Job, therefore, was directly instructed by God about the existence of singing prior to the existence of man.
The Earliest Information about Music in the Time of the Patriarchs
Laban chided Jacob for secretly leaving without allowing him to send him off properly:
Gen 31:27 Wherefore didst thou flee away secretly, and steal away from me; and didst not tell me, that I might have sent thee away with mirth, and with songs, with tabret (Heb. תֹּף), and with harp [Heb. כִּנּוֹר]?
Apparently, singing accompanied by musical instruments as part of sending off a relative was a well-established practice for Laban. We also see that this reference presents the use of music positively in a constructive group setting, unlike the negative connotation conveyed by Job’s mention of the music enjoyed by the wicked.
Furthermore, as was the case with Job, we know from this statement that either Laban himself was a skilled musician or someone else in his home was skilled at singing and playing musical instruments or both Laban and others were musicians. In fact, the mention of two different instruments that cannot be played at the same time by one person almost certainly points to at least two skilled musicians in Laban’s household (unless the same person first played one instrument and then the other).
In connection with the musical references in Job, this text further shows us that singing to musical instruments was commonplace among pagan people by this time in history.
Scripture presents at least some aspect of music as originating in the ungodly line of Cain (Gen. 4:21 mentions a stringed instrument and a wind instrument). Because God destroyed all humanity in the Flood except for Noah and seven members of his family (1 Pet. 3:20), Noah and his family apparently played a vital role in the preservation of human knowledge about music. All human music after the Flood would seem, therefore, to have to have had in some manner its origins in the musical knowledge and activity of these eight survivors of the Flood.

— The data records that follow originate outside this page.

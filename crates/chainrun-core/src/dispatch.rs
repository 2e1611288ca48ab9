//! HTTP dispatch of composed requests.

use crate::compose::{ComposedRequest, RequestBody};
use crate::config::RunnerConfig;
use crate::types::FailureKind;
use reqwest::redirect::Policy;
use std::collections::BTreeMap;
use std::future::Future;
use std::time::{Duration, Instant};
use thiserror::Error;

/// Raw response captured for one request.
#[derive(Debug, Clone, PartialEq, Eq)]
pub struct HttpResponse {
    pub status: u16,
    /// Header values; repeated headers are joined with `, `.
    pub headers: BTreeMap<String, String>,
    pub body: String,
    /// Time from sending the request until the body was read.
    pub latency_ms: u64,
}

/// Transport-level failure of a request.
#[derive(Error, Debug, Clone, PartialEq, Eq)]
pub enum TransportError {
    #[error("request timed out: {0}")]
    Timeout(String),
    #[error("connection failed: {0}")]
    Connect(String),
    #[error("transport error: {0}")]
    Other(String),
}

impl TransportError {
    #[must_use]
    pub const fn kind(&self) -> FailureKind {
        match self {
            Self::Timeout(_) => FailureKind::Timeout,
            Self::Connect(_) => FailureKind::Connect,
            Self::Other(_) => FailureKind::Transport,
        }
    }

    fn from_reqwest(err: &reqwest::Error) -> Self {
        let message = describe(err);
        if err.is_timeout() {
            Self::Timeout(message)
        } else if err.is_connect() {
            Self::Connect(message)
        } else {
            Self::Other(message)
        }
    }
}

/// Error message including its source chain.
fn describe(err: &dyn std::error::Error) -> String {
    let mut message = err.to_string();
    let mut source = err.source();
    while let Some(cause) = source {
        message.push_str(": ");
        message.push_str(&cause.to_string());
        source = cause.source();
    }
    message
}

/// Sends composed requests. Implementations must be shareable across
/// concurrent runs.
pub trait Dispatch: Send + Sync {
    /// Send one request and capture the response.
    fn dispatch(
        &self,
        request: &ComposedRequest,
    ) -> impl Future<Output = Result<HttpResponse, TransportError>> + Send;
}

/// `reqwest`-backed dispatcher. Clones share one connection pool.
#[derive(Debug, Clone)]
pub struct HttpDispatcher {
    client: reqwest::Client,
}

impl HttpDispatcher {
    /// Build a client with the configured timeout, redirect limit, TLS policy
    /// and user agent.
    ///
    /// # Errors
    /// Returns an error if the HTTP client cannot be initialized.
    pub fn from_config(config: &RunnerConfig) -> Result<Self, TransportError> {
        let client = reqwest::Client::builder()
            .timeout(Duration::from_millis(config.timeout_ms))
            .redirect(Policy::limited(config.max_redirects))
            .danger_accept_invalid_certs(!config.verify_tls)
            .user_agent(config.user_agent.as_str())
            .build()
            .map_err(|e| TransportError::from_reqwest(&e))?;
        Ok(Self { client })
    }
}

impl Dispatch for HttpDispatcher {
    async fn dispatch(&self, request: &ComposedRequest) -> Result<HttpResponse, TransportError> {
        let mut builder = self
            .client
            .request(request.method.clone(), request.url.clone());
        for (name, value) in &request.headers {
            builder = builder.header(name.as_str(), value.as_str());
        }
        builder = match &request.body {
            RequestBody::Empty => builder,
            RequestBody::Json(value) => builder.json(value),
            RequestBody::Form(pairs) => builder.form(pairs),
            RequestBody::Multipart(pairs) => {
                let form = pairs
                    .iter()
                    .fold(reqwest::multipart::Form::new(), |form, (name, value)| {
                        form.text(name.clone(), value.clone())
                    });
                builder.multipart(form)
            }
            RequestBody::Raw(text) => builder.body(text.clone()),
        };

        let started = Instant::now();
        let response = builder
            .send()
            .await
            .map_err(|e| TransportError::from_reqwest(&e))?;
        let status = response.status().as_u16();

        let mut headers: BTreeMap<String, String> = BTreeMap::new();
        for (name, value) in response.headers() {
            let Ok(text) = value.to_str() else { continue };
            headers
                .entry(name.as_str().to_string())
                .and_modify(|existing| {
                    existing.push_str(", ");
                    existing.push_str(text);
                })
                .or_insert_with(|| text.to_string());
        }

        let bytes = response
            .bytes()
            .await
            .map_err(|e| TransportError::from_reqwest(&e))?;
        let latency_ms = u64::try_from(started.elapsed().as_millis()).unwrap_or(u64::MAX);

        Ok(HttpResponse {
            status,
            headers,
            body: String::from_utf8_lossy(&bytes).into_owned(),
            latency_ms,
        })
    }
}

#[cfg(test)]
mod tests {
    use super::*;
    use crate::compose::{RequestParts, build_request};
    use crate::types::Step;
    use httpmock::prelude::*;
    use serde_json::json;

    type TestResult = Result<(), Box<dyn std::error::Error>>;

    fn dispatcher(timeout_ms: u64) -> Result<HttpDispatcher, TransportError> {
        HttpDispatcher::from_config(&RunnerConfig {
            timeout_ms,
            ..RunnerConfig::default()
        })
    }

    fn request_for(step: &Step, base: &str) -> Result<ComposedRequest, Box<dyn std::error::Error>> {
        Ok(build_request(step, RequestParts::from_step(step), Some(base))?)
    }

    #[tokio::test]
    async fn test_dispatch_json_post() -> TestResult {
        let server = MockServer::start_async().await;
        let mock = server
            .mock_async(|when, then| {
                when.method(POST)
                    .path("/orders")
                    .header("content-type", "application/json")
                    .header("cache-control", "no-cache")
                    .json_body(json!({"qty": 2}));
                then.status(201)
                    .header("x-request-id", "r-1")
                    .json_body(json!({"id": 10}));
            })
            .await;

        let mut step = Step::new(1, "POST", "/orders");
        step.body_params.insert("qty".to_string(), json!(2));
        let request = request_for(&step, &server.base_url())?;

        let response = dispatcher(5_000)?.dispatch(&request).await?;
        mock.assert_async().await;
        assert_eq!(response.status, 201);
        assert_eq!(response.headers.get("x-request-id").map(String::as_str), Some("r-1"));
        assert_eq!(serde_json::from_str::<serde_json::Value>(&response.body)?, json!({"id": 10}));
        Ok(())
    }

    #[tokio::test]
    async fn test_dispatch_form_body() -> TestResult {
        let server = MockServer::start_async().await;
        let mock = server
            .mock_async(|when, then| {
                when.method(POST).path("/login").body("user=bob&pass=s3cret");
                then.status(200).body("welcome");
            })
            .await;

        let mut step = Step::new(1, "POST", "/login");
        step.body_params.insert("user".to_string(), json!("bob"));
        step.body_params.insert("pass".to_string(), json!("s3cret"));
        step.headers.insert(
            "Content-Type".to_string(),
            "application/x-www-form-urlencoded".to_string(),
        );
        let request = request_for(&step, &server.base_url())?;

        let response = dispatcher(5_000)?.dispatch(&request).await?;
        mock.assert_async().await;
        assert_eq!(response.body, "welcome");
        Ok(())
    }

    #[tokio::test]
    async fn test_dispatch_timeout_is_classified() -> TestResult {
        let server = MockServer::start_async().await;
        server
            .mock_async(|when, then| {
                when.method(GET).path("/slow");
                then.status(200).delay(Duration::from_millis(1_000));
            })
            .await;

        let step = Step::new(1, "GET", "/slow");
        let request = request_for(&step, &server.base_url())?;

        let result = dispatcher(100)?.dispatch(&request).await;
        assert!(matches!(result, Err(TransportError::Timeout(_))));
        Ok(())
    }

    #[tokio::test]
    async fn test_dispatch_connect_failure_is_classified() -> TestResult {
        let listener = std::net::TcpListener::bind("127.0.0.1:0")?;
        let port = listener.local_addr()?.port();
        drop(listener);

        let step = Step::new(1, "GET", "/");
        let request = request_for(&step, &format!("http://127.0.0.1:{port}"))?;

        let result = dispatcher(2_000)?.dispatch(&request).await;
        let Err(err) = result else {
            return Err("expected a connect failure".into());
        };
        assert_eq!(err.kind(), FailureKind::Connect);
        Ok(())
    }
}
//! Dotted-path lookup over JSON trees.
//!
//! Exact lookups are the common case. When an earlier response drifted from
//! the shape a step expected, [`search`] scans the tree (bounded depth) for the
//! path's leaf key instead.

use serde_json::Value;

/// Default depth bound for [`search`].
pub const DEFAULT_SEARCH_DEPTH: usize = 5;

/// A value found in a tree together with the path it was found at.
#[derive(Debug, Clone, PartialEq)]
pub struct Located<'a> {
    pub value: &'a Value,
    pub path: String,
    /// `true` when the exact path missed and the leaf search produced this value.
    pub via_fallback: bool,
}

/// Split a path into segments. `items[0].id` and `items.0.id` are equivalent.
#[must_use]
pub fn segments(path: &str) -> Vec<String> {
    path.replace('[', ".")
        .replace(']', "")
        .split('.')
        .filter(|s| !s.is_empty())
        .map(ToString::to_string)
        .collect()
}

/// Final segment of a path, used as the fallback search key.
#[must_use]
pub fn leaf(path: &str) -> Option<String> {
    segments(path).pop()
}

/// Segments to walk for `path` in `tree`. A leading `response` segment is
/// dropped unless the tree really has a `response` key.
#[must_use]
pub fn normalized_segments(tree: &Value, path: &str) -> Vec<String> {
    let mut parts = segments(path);
    if parts.first().is_some_and(|s| s == "response") && tree.get("response").is_none() {
        parts.remove(0);
    }
    parts
}

/// Descend one segment: key lookup in objects, numeric index in arrays.
#[must_use]
pub fn step_into<'a>(node: &'a Value, segment: &str) -> Option<&'a Value> {
    match node {
        Value::Object(map) => map.get(segment),
        Value::Array(items) => segment.parse::<usize>().ok().and_then(|i| items.get(i)),
        _ => None,
    }
}

/// Resolve `path` against `tree`. Returns `None` at the first missing segment.
/// An empty path resolves to the tree itself.
#[must_use]
pub fn resolve<'a>(tree: &'a Value, path: &str) -> Option<&'a Value> {
    normalized_segments(tree, path)
        .iter()
        .try_fold(tree, |node, segment| step_into(node, segment))
}

/// Collect every location of `key` up to `max_depth` levels and pick the best:
/// scalars before containers (null last), then shallower paths, then
/// traversal order.
#[must_use]
pub fn search<'a>(tree: &'a Value, key: &str, max_depth: usize) -> Option<Located<'a>> {
    search_where(tree, key, max_depth, |_| true)
}

/// [`search`] restricted to candidates accepted by `accept`.
#[must_use]
pub fn search_where<'a>(
    tree: &'a Value,
    key: &str,
    max_depth: usize,
    accept: impl Fn(&Value) -> bool,
) -> Option<Located<'a>> {
    let mut found = Vec::new();
    collect(tree, key, max_depth, &mut Vec::new(), &mut found);
    found
        .into_iter()
        .filter(|(value, _)| accept(*value))
        .min_by_key(|(value, trail)| (rank(value), trail.len()))
        .map(|(value, trail)| Located {
            value,
            path: trail.join("."),
            via_fallback: true,
        })
}

/// Exact resolution, then the leaf search.
#[must_use]
pub fn resolve_or_search<'a>(tree: &'a Value, path: &str, max_depth: usize) -> Option<Located<'a>> {
    resolve_or_search_where(tree, path, max_depth, |_| true)
}

/// [`resolve_or_search`] where a hit rejected by `accept` counts as a miss.
#[must_use]
pub fn resolve_or_search_where<'a>(
    tree: &'a Value,
    path: &str,
    max_depth: usize,
    accept: impl Fn(&Value) -> bool,
) -> Option<Located<'a>> {
    if let Some(value) = resolve(tree, path).filter(|value| accept(*value)) {
        return Some(Located {
            value,
            path: normalized_segments(tree, path).join("."),
            via_fallback: false,
        });
    }
    let key = leaf(path)?;
    search_where(tree, &key, max_depth, accept)
}

/// Whether a value carries anything: not null and not an empty string.
#[must_use]
pub fn has_content(value: &Value) -> bool {
    match value {
        Value::Null => false,
        Value::String(text) => !text.is_empty(),
        _ => true,
    }
}

/// Render a value as request text: strings verbatim, null empty, the rest as JSON.
#[must_use]
pub fn value_text(value: &Value) -> String {
    match value {
        Value::String(s) => s.clone(),
        Value::Null => String::new(),
        other => other.to_string(),
    }
}

const fn rank(value: &Value) -> u8 {
    match value {
        Value::String(_) | Value::Number(_) | Value::Bool(_) => 0,
        Value::Array(_) | Value::Object(_) => 1,
        Value::Null => 2,
    }
}

fn collect<'a>(
    node: &'a Value,
    key: &str,
    max_depth: usize,
    trail: &mut Vec<String>,
    found: &mut Vec<(&'a Value, Vec<String>)>,
) {
    if trail.len() >= max_depth {
        return;
    }
    match node {
        Value::Object(map) => {
            for (name, child) in map {
                trail.push(name.clone());
                if name == key {
                    found.push((child, trail.clone()));
                }
                collect(child, key, max_depth, trail, found);
                trail.pop();
            }
        }
        Value::Array(items) => {
            for (index, child) in items.iter().enumerate() {
                trail.push(index.to_string());
                collect(child, key, max_depth, trail, found);
                trail.pop();
            }
        }
        _ => {}
    }
}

After the flood, by the time of Job, we know that singing to instrumental accompaniment was commonplace among humans (Job 27:12). Wicked people had at least three types of musical instruments at this time: percussion (“timbrel”), stringed (“harp”), and wind (“organ”) instruments. The greater diversity of instruments mentioned here points to an advance from the two instruments mentioned in Genesis 4.
Both God’s people and the wicked were skilled musicians at least from the time of Job onward. Later, in the time of Jacob, singing accompanied by musical instruments was part of a well-established practice of sending off departing family members (Gen 31:27).
This examination of the biblical chronology of early music reveals that human knowledge and practice of music, both instrumental and vocal, was well developed before the Hebrews departed (in the Exodus) from their bondage in Egypt. This fact has important bearing on how we must interpret the references to music found in the book of Exodus, which after Genesis and Job provides us with the next earliest information about early human music.
 Cf. NET Job 21:12 They sing to the accompaniment of tambourine and harp, and make merry to the sound of the flute. The NET Notes for Job 21:12 explain why this verse teaches us about people singing to musical instruments: “29 tn The verb is simply ‘they take up [or lift up],’ but the understood object is ‘their voices,’ and so it means ‘they sing.’”
 The Hebrew verb rendered “sang” in this verse is not necessarily a word always pertaining to music; all major translations, however, render it as signifying singing in this verse (KJV, NAU, NKJ, ESV, NIV, and CSB).